▶ WHAT THE TASK ASKS
Go through the material below, tally each line containing "SnapshotError", and write the tally alone.

▶ RECORDS SHOWN
┄┄┄┄┄┄┄┄┄┄┄┄┄┄┄┄┄┄┄┄
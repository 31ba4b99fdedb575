use thiserror::Error;

/// Errors produced when constructing domain values.
#[derive(Debug, Error, PartialEq, Eq)]
pub enum TypeError {
    #[error("book {title:?} must have at least one author")]
    EmptyAuthors { title: String },

    #[error("book {title:?} has invalid edition {edition}: editions start at 1")]
    InvalidEdition { title: String, edition: u32 },
}

/// Result alias for domain construction.
pub type Result<T> = std::result::Result<T, TypeError>;
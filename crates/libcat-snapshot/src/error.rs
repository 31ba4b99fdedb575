use std::io;

use crate::kind::SnapshotKind;

/// Errors from snapshot encoding and decoding.
#[derive(Debug, thiserror::Error)]
pub enum SnapshotError {
    /// The snapshot file could not be created, written, opened or read.
    #[error("I/O error: {0}")]
    Io(#[from] io::Error),

    /// The view could not be encoded.
    #[error("serialization error: {0}")]
    Serialization(String),

    /// The bytes do not decode to a snapshot of the expected shape.
    #[error("malformed snapshot: {0}")]
    Format(String),

    /// The file holds a snapshot of a different kind.
    #[error("snapshot kind mismatch: expected {expected}, found {actual}")]
    KindMismatch {
        expected: SnapshotKind,
        actual: SnapshotKind,
    },
}

/// Result alias for snapshot operations.
pub type SnapshotResult<T> = Result<T, SnapshotError>;
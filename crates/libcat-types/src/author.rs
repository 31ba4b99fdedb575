use std::fmt;

/// A book author.
///
/// Authors have no identity of their own: two authors with the same name and
/// year are the same author.
#[derive(Clone, Debug, PartialEq, Eq, Hash)]
pub struct Author {
    name: String,
    year: Option<i32>,
}

impl Author {
    /// Create an author from a full name.
    pub fn new(name: impl Into<String>) -> Self {
        Self {
            name: name.into(),
            year: None,
        }
    }

    /// Create an author from a first/last name pair.
    pub fn from_parts(first_name: &str, last_name: &str) -> Self {
        Self::new(format!("{first_name} {last_name}"))
    }

    /// Attach a year (birth or first publication, depending on the source).
    pub fn with_year(mut self, year: i32) -> Self {
        self.year = Some(year);
        self
    }

    /// The author's full name.
    pub fn name(&self) -> &str {
        &self.name
    }

    /// The optional year attached to this author.
    pub fn year(&self) -> Option<i32> {
        self.year
    }
}

impl fmt::Display for Author {
    fn fmt(&self, f: &mut fmt::Formatter<'_>) -> fmt::Result {
        write!(f, "Name: {}", self.name)?;
        if let Some(year) = self.year {
            write!(f, ", Year: {year}")?;
        }
        Ok(())
    }
}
┄┄┄┄┄┄┄┄┄┄┄┄┄┄┄┄┄┄┄┄
▶ EXPECTED OUTPUT
2